Show HN: Zeekstd – Rust Implementation of the ZSTD Seekable Format
(github.com)86 points by rorosen 17 hours ago
Hello,
I would like to share a Rust implementation of the Zstandard seekable format I've been working on.
Regular zstd compressed files consist of a single frame, meaning you have to start decompression at the beginning. The seekable format splits compressed data into a series of independent frames, each compressed individually, so that decompression of a section in the middle of an archive only requires zstd to decompress at most a frame's worth of extra data, instead of the entire archive.
I started working with the seekable format because I wanted to resume downloads of big zstd compressed files that are decompressed and written to disk on the fly. At first I created and used bindings to the C functions that are available upstream[1], however, I stumbled over the first segfault rather quickly (it's now fixed) and found out that the functions only allow basic things. After looking closer at the upstream implementation, I noticed that is uses functions of the core API that are now deprecated and it doesn't allow access to low-level (de)compression contexts. To me it looks like a PoC/demo implementation that isn't maintained the same way as the zstd core API, probably that's also the reason it's in the contrib directory.
My use-case seemed to require a complete rewrite of the seekable format, so I decided to implement it from scratch in Rust using bindings to the advanced zstd compression API, available from zstd 1.4.0.
The result is a single dependency library crate[2], and a CLI crate[3] for the seekable format that feels similar to the regular zstd tool.

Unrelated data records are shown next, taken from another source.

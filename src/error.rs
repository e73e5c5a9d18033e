//! Error taxonomy shared by the lifecycle engine, the ledger and the operation surface
use super::identity::{Action, AuthError, Role};
use super::loan::LoanStatus;
use super::store::StoreError;

#[derive(thiserror::Error, Debug, Clone, PartialEq)]
pub enum ValidationError {
    #[error("{0} is required")]
    MissingField(&'static str),
    #[error("{field} is not a valid number: {value:?}")]
    InvalidNumber { field: &'static str, value: String },
    #[error("{field} is out of range: {value}")]
    OutOfRange { field: &'static str, value: String },
    #[error("{field} is not a valid date (expected YYYY-MM-DD): {value:?}")]
    InvalidDate { field: &'static str, value: String },
    #[error("At least one repayment method must be selected")]
    NoRepaymentMethod,
    #[error("Unknown repayment method: {0:?}")]
    UnknownRepaymentMethod(String),
    #[error("All terms must be accepted ({accepted} of {required})")]
    TermsIncomplete { accepted: usize, required: usize },
    #[error("Unknown review action: {0:?}")]
    UnknownAction(String),
    #[error("Unknown loan status: {0:?}")]
    UnknownStatus(String),
    #[error("Unknown application field: {0:?}")]
    UnknownField(String),
}

#[derive(thiserror::Error, Debug)]
pub enum WorkflowError {
    #[error("Validation failed: {0}")]
    Validation(#[from] ValidationError),
    #[error("Unauthorized: {0}")]
    Unauthorized(#[from] AuthError),
    #[error("Role {role} is not permitted to {action}")]
    Forbidden { role: Role, action: Action },
    #[error("{kind} {id} not found")]
    NotFound { kind: &'static str, id: String },
    #[error("Invalid state: {0}")]
    InvalidState(String),
    #[error("Loan {loan_id} is {actual}, expected {expected}")]
    PreconditionFailed {
        loan_id: String,
        expected: LoanStatus,
        actual: LoanStatus,
    },
    #[error("Storage unavailable: {0}")]
    StorageUnavailable(String),
    #[error("Internal error: {0}")]
    Internal(String),
}

impl WorkflowError {
    pub fn loan_not_found(loan_id: &str) -> Self {
        WorkflowError::NotFound {
            kind: "Loan",
            id: loan_id.to_string(),
        }
    }

    pub fn internal(err: impl std::fmt::Display) -> Self {
        WorkflowError::Internal(err.to_string())
    }

    /// Stable code a transport can map onto its own status values
    pub fn code(&self) -> &'static str {
        match self {
            WorkflowError::Validation(_) => "VALIDATION_ERROR",
            WorkflowError::Unauthorized(_) => "UNAUTHORIZED",
            WorkflowError::Forbidden { .. } => "FORBIDDEN",
            WorkflowError::NotFound { .. } => "NOT_FOUND",
            WorkflowError::InvalidState(_) => "INVALID_STATE",
            WorkflowError::PreconditionFailed { .. } => "PRECONDITION_FAILED",
            WorkflowError::StorageUnavailable(_) => "STORAGE_UNAVAILABLE",
            WorkflowError::Internal(_) => "INTERNAL_ERROR",
        }
    }

    /// Lost races and transient storage faults may be retried by the caller.
    pub fn is_retryable(&self) -> bool {
        matches!(
            self,
            WorkflowError::PreconditionFailed { .. } | WorkflowError::StorageUnavailable(_)
        )
    }

    /// Internal faults are reported generically, everything else verbatim.
    pub fn public_message(&self) -> String {
        match self {
            WorkflowError::Internal(_) => "Internal error".to_string(),
            other => other.to_string(),
        }
    }
}

impl From<StoreError> for WorkflowError {
    fn from(err: StoreError) -> Self {
        match err {
            StoreError::Timeout(_) | StoreError::Unavailable(_) => {
                WorkflowError::StorageUnavailable(err.to_string())
            }
            StoreError::Codec(_) => WorkflowError::Internal(err.to_string()),
        }
    }
}

#[cfg(test)]
mod tests {
    use super::*;
    use std::time::Duration;

    #[test]
    fn store_faults_map_to_transient_errors() {
        let err: WorkflowError = StoreError::Timeout(Duration::from_millis(5)).into();
        assert_eq!(err.code(), "STORAGE_UNAVAILABLE");
        assert!(err.is_retryable());

        let err: WorkflowError = StoreError::Codec("truncated".into()).into();
        assert_eq!(err.code(), "INTERNAL_ERROR");
        assert!(!err.is_retryable());
    }

    #[test]
    fn internal_detail_is_not_exposed() {
        let err = WorkflowError::internal("tree poisoned at offset 42");
        assert_eq!(err.public_message(), "Internal error");

        let err = WorkflowError::loan_not_found("loan1abc");
        assert_eq!(err.public_message(), "Loan loan1abc not found");
    }

    #[test]
    fn forbidden_is_final() {
        let err = WorkflowError::Forbidden {
            role: Role::Maker,
            action: Action::Disburse,
        };
        assert_eq!(err.code(), "FORBIDDEN");
        assert!(!err.is_retryable());
    }
}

Any feedback is highly appreciated!
[1]: https://github.com/facebook/zstd/tree/dev/contrib/seekable_f... [2]: https://crates.io/crates/zeekstd [3]: https://github.com/rorosen/zeekstd/tree/main/cli
Seekable formats also allow random reads which lets you do trickery like booting qemu VMs from remotely hosted, compressed files (over HTTPS). We do this already for xz: https://libguestfs.org/nbdkit-xz-filter.1.html https://rwmj.wordpress.com/2018/11/23/nbdkit-xz-curl/
Has zstd actually standardized the seekable version? Last I checked (which was quite a while ago) it had not been declared a standard, so I was reluctant to write a filter for nbdkit, even though it's very much a requested feature.